Not sure this was posted before or nothttp://www.wired.com/dangerroom/2012/06/hypersonic/
Russia Preps Mach 7 Missiles — With India’s Help
Russia and India are already testing a new supersonic cruise missile, which is pretty cool, we guess. But going Mach 2 or thereabouts isn’t all that fast these days. Everything has to go faster. That’s why the two countries are also developing a hypersonic missile capable of traveling more than five times the speed of sound. Problem is even building the engines, let alone missiles, is extremely hard to do.
If it works, the missile — called the BrahMos 2 — is expected to travel up to Mach 7 from sea-, land- and air-launched platforms. And it’s supposed to be ready for flight tests in 2017, which is overly optimistic, at best. “I think we will need about 5 years to develop the first fully functional prototype,” Sivathanu Pillai, CEO of India-based BraHmos Aerospace said in Moscow on Wednesday. Pillai also suggested the missile already exists, and that BrahMos has conducted ”lab tests [of the missile] at the speed of 6.5 Mach.”
“There’s little doubt India and Russia are pursuing hypersonic weapons technology, though it remains to be seen whether such an ambitious timescale as suggested for ‘Brahmos 2′ could be met,” Douglas Barrie, an air warfare expert for the London-based International Institute for Strategic Studies, writes in an e-mail to Danger Room. “The original Brahmos is basically a Russian missile, the NPO Mashinostroenia 3M-55 Onyx (NATO designation SS-N-26), so it will be interesting to see the extent to which Brahmos 2 might draw on previous Russian hypersonic research and development.”

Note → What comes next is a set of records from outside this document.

impl Shard {
    fn new(capacity: usize, config: &LocalCacheConfig) -> Self {
        let window_capacity = ((capacity as f64 * config.window_ratio) as usize).clamp(1, capacity.max(1));
        let main_capacity = capacity.saturating_sub(window_capacity);
        let protected_capacity = ((main_capacity as f64 * config.protected_ratio) as usize).min(main_capacity);

        Self {
            slots: Vec::with_capacity(capacity),
            free: Vec::new(),
            index: HashMap::with_capacity(capacity),
            window: LruQueue::new(),
            probation: LruQueue::new(),
            protected: LruQueue::new(),
            window_capacity,
            main_capacity,
            protected_capacity,
            frequencies: FrequencySketch::new(config.sketch_eps, config.sketch_confidence)
                .with_decay_after(config.decay_after),
        }
    }

    /// Index lookup validated against the slot generation.
    fn live_ref(&mut self, key: &str) -> Option<SlotRef> {
        let slot_ref = *self.index.get(key)?;
        if self.slots[slot_ref.slot].matches(slot_ref) {
            Some(slot_ref)
        } else {
            // The slot moved on to another tenant.
            self.index.remove(key);
            None
        }
    }

    fn get(&mut self, key: &str, hash: u64, now: Instant) -> Lookup {
        let Some(slot_ref) = self.live_ref(key) else {
            return Lookup::Missing;
        };
        if self.slots[slot_ref.slot].is_expired_at(now) {
            self.remove_slot(slot_ref.slot);
            return Lookup::Expired;
        }

        let payload = Bytes::copy_from_slice(&self.slots[slot_ref.slot].payload);
        self.frequencies.record(hash);
        self.on_access(slot_ref.slot);
        Lookup::Hit(payload)
    }

    /// Inserts unless `condition` rejects the current liveness of `key`.
    fn insert_if(
        &mut self,
        key: &str,
        hash: u64,
        payload: &[u8],
        expires_at: Instant,
        now: Instant,
        condition: SetCondition,
    ) -> Option<Reclaimed> {
        if condition != SetCondition::Always {
            let live = self
                .live_ref(key)
                .is_some_and(|slot_ref| !self.slots[slot_ref.slot].is_expired_at(now));
            if !condition.allows(live) {
                return None;
            }
        }
        Some(self.insert(key, hash, payload, expires_at, now))
    }

    fn insert(&mut self, key: &str, hash: u64, payload: &[u8], expires_at: Instant, now: Instant) -> Reclaimed {
        self.frequencies.record(hash);

        if let Some(slot_ref) = self.live_ref(key) {
            let generation = self.slots[slot_ref.slot].overwrite(payload, expires_at);
            if let Some(index_ref) = self.index.get_mut(key) {
                index_ref.generation = generation;
            }
            self.on_access(slot_ref.slot);
            return Reclaimed::default();
        }

        let idx = match self.free.pop() {
            Some(idx) => idx,
            None => {
                self.slots.push(CacheEntry::vacant(now));
                self.slots.len() - 1
            }
        };
        let generation = self.slots[idx].occupy(key, hash, payload, expires_at);
        self.slots[idx].queue = Queue::Window;
        self.window.push_back(&mut self.slots, idx);
        self.index.insert(key.to_owned(), SlotRef { slot: idx, generation });

        self.balance(now)
    }

    /// Moves window overflow into the main region, deciding admission by
    /// estimated frequency once the main region is full.
    fn balance(&mut self, now: Instant) -> Reclaimed {
        let mut reclaimed = Reclaimed::default();

        while self.window.len() > self.window_capacity {
            let Some(candidate) = self.window.pop_front(&mut self.slots) else {
                break;
            };

            if self.probation.len() + self.protected.len() < self.main_capacity {
                self.admit(candidate);
                continue;
            }

            let Some(victim) = self.probation.front().or_else(|| self.protected.front()) else {
                self.release(candidate);
                reclaimed.evicted += 1;
                continue;
            };

            if self.slots[candidate].is_expired_at(now) {
                self.release(candidate);
                reclaimed.expired += 1;
            } else if self.slots[victim].is_expired_at(now) {
                self.remove_slot(victim);
                self.admit(candidate);
                reclaimed.expired += 1;
            } else if self.frequencies.estimate(self.slots[candidate].hash)
                > self.frequencies.estimate(self.slots[victim].hash)
            {
                self.remove_slot(victim);
                self.admit(candidate);
                reclaimed.evicted += 1;
            } else {
                self.release(candidate);
                reclaimed.evicted += 1;
            }
        }

        reclaimed
    }

    fn admit(&mut self, idx: usize) {
        self.slots[idx].queue = Queue::Probation;
        self.probation.push_back(&mut self.slots, idx);
    }

    fn on_access(&mut self, idx: usize) {
        match self.slots[idx].queue {
            Queue::None => {}
            Queue::Window => self.window.touch(&mut self.slots, idx),
            Queue::Probation => {
                self.probation.remove(&mut self.slots, idx);
                self.slots[idx].queue = Queue::Protected;
                self.protected.push_back(&mut self.slots, idx);
                while self.protected.len() > self.protected_capacity {
                    let Some(demoted) = self.protected.pop_front(&mut self.slots) else {
                        break;
                    };
                    self.admit(demoted);
                }
            }
            Queue::Protected => self.protected.touch(&mut self.slots, idx),
        }
    }

    /// Unlinks the slot from its queue and releases it.
    fn remove_slot(&mut self, idx: usize) {
        match self.slots[idx].queue {
            Queue::None => return,
            Queue::Window => self.window.remove(&mut self.slots, idx),
            Queue::Probation => self.probation.remove(&mut self.slots, idx),
            Queue::Protected => self.protected.remove(&mut self.slots, idx),
        }
        self.release(idx);
    }

    /// Drops the index entry and recycles an already unlinked slot.
    fn release(&mut self, idx: usize) {
        self.index.remove(self.slots[idx].key.as_str());
        self.slots[idx].vacate();
        self.free.push(idx);
    }

    fn delete(&mut self, key: &str, now: Instant) -> bool {
        let Some(slot_ref) = self.live_ref(key) else {
            return false;
        };
        let live = !self.slots[slot_ref.slot].is_expired_at(now);
        self.remove_slot(slot_ref.slot);
        live
    }

    fn ttl(&mut self, key: &str, now: Instant) -> Option<Duration> {
        let slot_ref = self.live_ref(key)?;
        let entry = &self.slots[slot_ref.slot];
        (!entry.is_expired_at(now)).then(|| entry.ttl_remaining(now))
    }

    fn collect_expired(&self, now: Instant) -> Vec<SlotRef> {
        self.slots
            .iter()
            .enumerate()
            .filter(|(_, entry)| entry.is_occupied() && entry.is_expired_at(now))
            .map(|(slot, entry)| SlotRef {
                slot,
                generation: entry.generation,
            })
            .collect()
    }

    /// Reclaims slots found by `collect_expired`, skipping any that were
    /// rewritten in between.
    fn reclaim_expired(&mut self, expired: &[SlotRef], now: Instant) -> usize {
        let mut count = 0;
        for &slot_ref in expired {
            let entry = &self.slots[slot_ref.slot];
            if entry.matches(slot_ref) && entry.is_expired_at(now) {
                self.remove_slot(slot_ref.slot);
                count += 1;
            }
        }
        count
    }

    fn len(&self) -> usize {
        self.index.len()
    }
}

For one, they’ll probably need to build a scramjet engine, which is still a long way from being anything but experimental. The concept, though, is surprisingly simple. As the missile — or whatever vehicle the scramjet is attached to — accelerates through the air, the engine begins to suck in oxygen. Stored fuel, such as hydrogen, is then mixed with the oxygen and burned before being accelerated and pumped out through a nozzle. This motion then speeds up the missile to hypersonic speeds. The catch: Getting it to work is really difficult.
There’s the sheer heat generated by traveling at such speeds. And getting a scramjet into missile-form is even harder. You’d need sophisticated guidance tools, sensors and navigation equipment to keep it in the air and to its target, while also making it small enough to launch from a conventional aircraft. And you still have to solve the propulsion problems.

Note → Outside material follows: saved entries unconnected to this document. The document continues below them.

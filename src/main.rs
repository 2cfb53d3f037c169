//! Cache node - the HTTP remote tier
//!
//! Serves an in-memory key/value store over HTTP so that `TieredCache`
//! instances in other processes can share it through `HttpRemote`.

use std::net::SocketAddr;
use std::sync::Arc;

use anyhow::Context;
use tokio::signal;
use tracing::{info, warn};
use tracing_subscriber::{layer::SubscriberExt, util::SubscriberInitExt};

use tiered_cache::api::{create_router, AppState};
use tiered_cache::{spawn_cleanup_task, Config, MemoryRemote};

/// Main entry point for the cache node.
///
/// # Startup Sequence
/// 1. Initialize tracing subscriber for logging
/// 2. Load configuration from environment variables
/// 3. Create the in-memory store and its sweep task
/// 4. Serve the router on the configured port until SIGINT/SIGTERM
#[tokio::main]
async fn main() -> anyhow::Result<()> {
    // Defaults to "info" level, can be overridden with RUST_LOG env var
    tracing_subscriber::registry()
        .with(
            tracing_subscriber::EnvFilter::try_from_default_env()
                .unwrap_or_else(|_| "tiered_cache=info,tower_http=info".into()),
        )
        .with(tracing_subscriber::fmt::layer())
        .init();

    info!("Starting cache node");

    let config = Config::from_env();
    info!(
        "Configuration loaded: port={}, sweep_interval={}ms",
        config.server_port,
        config.sweep_interval.as_millis()
    );

    let store = Arc::new(MemoryRemote::new());
    let cleanup_handle = spawn_cleanup_task(store.clone(), config.sweep_interval);

    let app = create_router(AppState::new(store));

    let addr = SocketAddr::from(([0, 0, 0, 0], config.server_port));
    let listener = tokio::net::TcpListener::bind(addr)
        .await
        .with_context(|| format!("failed to bind {addr}"))?;
    info!("Server listening on http://{}", addr);

    axum::serve(listener, app)
        .with_graceful_shutdown(shutdown_signal(cleanup_handle))
        .await
        .context("server error")?;

    info!("Server shutdown complete");
    Ok(())
}

/// Waits for shutdown signal (Ctrl+C or SIGTERM), then stops the sweep task.
async fn shutdown_signal(cleanup_handle: tokio::task::JoinHandle<()>) {
    let ctrl_c = async {
        if let Err(err) = signal::ctrl_c().await {
            warn!("Failed to listen for Ctrl+C: {}", err);
            std::future::pending::<()>().await;
        }
    };

    #[cfg(unix)]
    let terminate = async {
        match signal::unix::signal(signal::unix::SignalKind::terminate()) {
            Ok(mut sigterm) => {
                sigterm.recv().await;
            }
            Err(err) => {
                warn!("Failed to install SIGTERM handler: {}", err);
                std::future::pending::<()>().await;
            }
        }
    };

    #[cfg(not(unix))]
    let terminate = std::future::pending::<()>();

    tokio::select! {
        _ = ctrl_c => {
            info!("Received Ctrl+C, initiating shutdown...");
        }
        _ = terminate => {
            info!("Received SIGTERM, initiating shutdown...");
        }
    }

    cleanup_handle.abort();
    warn!("Cleanup task aborted");
}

Just ask the Pentagon. Its experimental pizza-shaped hypersonic weapon capsule, Falcon, failed its test in August before plunging into the Pacific Ocean. The Air Force’s scramjet — the X-51 WaveRider – has a better record, but was bruised by a test last summer when its engine failed. The Air Force is pressing on, however, with a new hypersonic missile for its stealth fighters. The Army’s Advanced Hypersonic Weapon has also been successfully tested, but it’s nowhere close to a deployable weapon.
“You ask the question, how hard is it? The answer is, it’s really hard,” says Mark Lewis, formerly the Air Force’s chief scientist. “It’s not a matter of simply taking a supersonic thing and flying it a little bit faster. The physics work against you, the temperatures get higher, everything really does get harder.”

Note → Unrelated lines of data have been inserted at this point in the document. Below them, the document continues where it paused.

//! Cache Entry Module
//!
//! Defines the reusable storage slot backing each local cache entry.

use std::time::{Duration, Instant};

use crate::cache::lru::{Link, Linked};

// == Queue ==
/// Which eviction queue a slot currently sits in.
#[derive(Debug, Clone, Copy, PartialEq, Eq)]
pub(crate) enum Queue {
    /// Slot is vacant
    None,
    /// Admission window for new entries
    Window,
    /// Main region, not yet proven hot
    Probation,
    /// Main region, accessed at least once since admission
    Protected,
}

// == Slot Ref ==
/// Index entry pointing at a slot occupied by a particular tenant.
#[derive(Debug, Clone, Copy, PartialEq, Eq)]
pub(crate) struct SlotRef {
    pub slot: usize,
    pub generation: u64,
}

// == Cache Entry ==
/// A physical storage slot.
///
/// Slots are recycled through the shard free list and keep their payload
/// allocation across tenants. `generation` changes on every write into the
/// slot and every time it is vacated, so a `SlotRef` taken earlier no longer
/// matches once the bytes it described are gone.
#[derive(Debug)]
pub(crate) struct CacheEntry {
    pub key: String,
    pub hash: u64,
    pub payload: Vec<u8>,
    pub expires_at: Instant,
    pub generation: u64,
    pub queue: Queue,
    link: Link,
}

impl CacheEntry {
    // == Constructor ==
    /// Creates a vacant slot.
    pub fn vacant(now: Instant) -> Self {
        Self {
            key: String::new(),
            hash: 0,
            payload: Vec::new(),
            expires_at: now,
            generation: 0,
            queue: Queue::None,
            link: Link::default(),
        }
    }

    pub fn is_occupied(&self) -> bool {
        self.queue != Queue::None
    }

    /// Writes a tenant into the slot, reusing the payload buffer.
    ///
    /// Returns the new generation.
    pub fn occupy(&mut self, key: &str, hash: u64, payload: &[u8], expires_at: Instant) -> u64 {
        self.key.clear();
        self.key.push_str(key);
        self.hash = hash;
        self.overwrite(payload, expires_at)
    }

    /// Replaces the payload of the current tenant and returns the new generation.
    pub fn overwrite(&mut self, payload: &[u8], expires_at: Instant) -> u64 {
        self.generation = self.generation.wrapping_add(1);
        self.payload.clear();
        self.payload.extend_from_slice(payload);
        self.expires_at = expires_at;
        self.generation
    }

    /// Marks the slot vacant. The payload allocation is kept for the next tenant.
    pub fn vacate(&mut self) {
        self.generation = self.generation.wrapping_add(1);
        self.payload.clear();
        self.key.clear();
        self.queue = Queue::None;
    }

    /// Returns true when the slot still holds the tenant `slot_ref` was taken for.
    pub fn matches(&self, slot_ref: SlotRef) -> bool {
        self.is_occupied() && self.generation == slot_ref.generation
    }

    // == Is Expired ==
    /// An entry is expired once `now` reaches its expiration instant.
    pub fn is_expired_at(&self, now: Instant) -> bool {
        now >= self.expires_at
    }

    // == Time To Live ==
    /// Remaining lifetime, zero once expired.
    pub fn ttl_remaining(&self, now: Instant) -> Duration {
        self.expires_at.saturating_duration_since(now)
    }
}

impl Linked for CacheEntry {
    fn link(&self) -> &Link {
        &self.link
    }

    fn link_mut(&mut self) -> &mut Link {
        &mut self.link
    }
}

// == Unit Tests ==
#[cfg(test)]
mod tests {
    use super::*;

    fn slot_ref(generation: u64) -> SlotRef {
        SlotRef {
            slot: 0,
            generation,
        }
    }

    #[test]
    fn test_occupy_and_expire() {
        let now = Instant::now();
        let mut entry = CacheEntry::vacant(now);
        entry.queue = Queue::Window;
        let generation = entry.occupy("key1", 7, b"value1", now + Duration::from_secs(10));

        assert_eq!(entry.key, "key1");
        assert_eq!(entry.payload, b"value1");
        assert!(entry.matches(slot_ref(generation)));
        assert!(!entry.is_expired_at(now));
        assert!(entry.is_expired_at(now + Duration::from_secs(10)));
    }

    #[test]
    fn test_expiration_boundary_condition() {
        let now = Instant::now();
        let mut entry = CacheEntry::vacant(now);
        entry.occupy("k", 0, b"v", now);
        assert!(entry.is_expired_at(now), "Entry should be expired at boundary");
        assert_eq!(entry.ttl_remaining(now), Duration::ZERO);
    }

    #[test]
    fn test_ttl_remaining() {
        let now = Instant::now();
        let mut entry = CacheEntry::vacant(now);
        entry.occupy("k", 0, b"v", now + Duration::from_secs(10));
        assert_eq!(entry.ttl_remaining(now), Duration::from_secs(10));
        assert_eq!(
            entry.ttl_remaining(now + Duration::from_secs(4)),
            Duration::from_secs(6)
        );
    }

    #[test]
    fn test_reuse_changes_generation() {
        let now = Instant::now();
        let mut entry = CacheEntry::vacant(now);
        entry.queue = Queue::Window;
        let first = slot_ref(entry.occupy("old", 1, b"old-bytes", now + Duration::from_secs(1)));

        entry.vacate();
        assert!(!entry.matches(first));
        assert!(entry.payload.is_empty());

        entry.queue = Queue::Window;
        let second = slot_ref(entry.occupy("new", 2, b"new", now + Duration::from_secs(1)));
        assert!(!entry.matches(first), "previous tenant must not match reused slot");
        assert!(entry.matches(second));
        assert_eq!(entry.payload, b"new");
    }

    #[test]
    fn test_overwrite_invalidates_previous_ref() {
        let now = Instant::now();
        let mut entry = CacheEntry::vacant(now);
        entry.queue = Queue::Probation;
        let first = slot_ref(entry.occupy("k", 1, b"v1", now + Duration::from_secs(1)));
        let second = slot_ref(entry.overwrite(b"v2", now + Duration::from_secs(2)));
        assert!(!entry.matches(first));
        assert!(entry.matches(second));
    }
}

Hypersonic and scramjet research in the United States also goes back to the early days of the Cold War. But it wasn’t until 1991 when Russia became the first country to successfully test a scramjet. More tests followed, and with the help of NASA, Russia successfully flew a hydrogen-fueled scramjet at up to Mach 6.4 over Kazakhstan in 1998. In 2001, U.S. defense analysts took notice of a mysterious ultra-high-speed Russian missile test suspected of being powered by a scramjet. The first successful solo American scramjet tests didn’t occur until the 2000s, though they were some of the first tests to use engines that operated entirely as scramjets. The earlier Russian tests were hybrid ramjets — slightly different, with oxygen only moving at subsonic speeds inside the engine.
Also, don’t think it’s a coincidence that Russia now wants a hypersonic missile of its own. In May, Russian defense industry chief Dmitry Rogozin called the decline of research into hypersonic weapons since the Soviet era “a treasonable act to our national interests,” and that developing hypersonic weapons was necessary to respond to U.S. developments. Nor are cruise missiles the only area where Russia is afraid of falling behind even more than they already are. It’s why Russia is preparing to open up its own version of the far-out research agency Darpa — while also planning a new stealth fighter, directed-energy guns and radars (to help shoot down our stealth planes). Russia also wants new ICBMs (though they flop on launch).
Another reason is that the technology is just really cool. “I think the applications are profound and really could be game-changing,” Lewis says about hypersonics. It’s flying higher and faster, and not surprising people want it.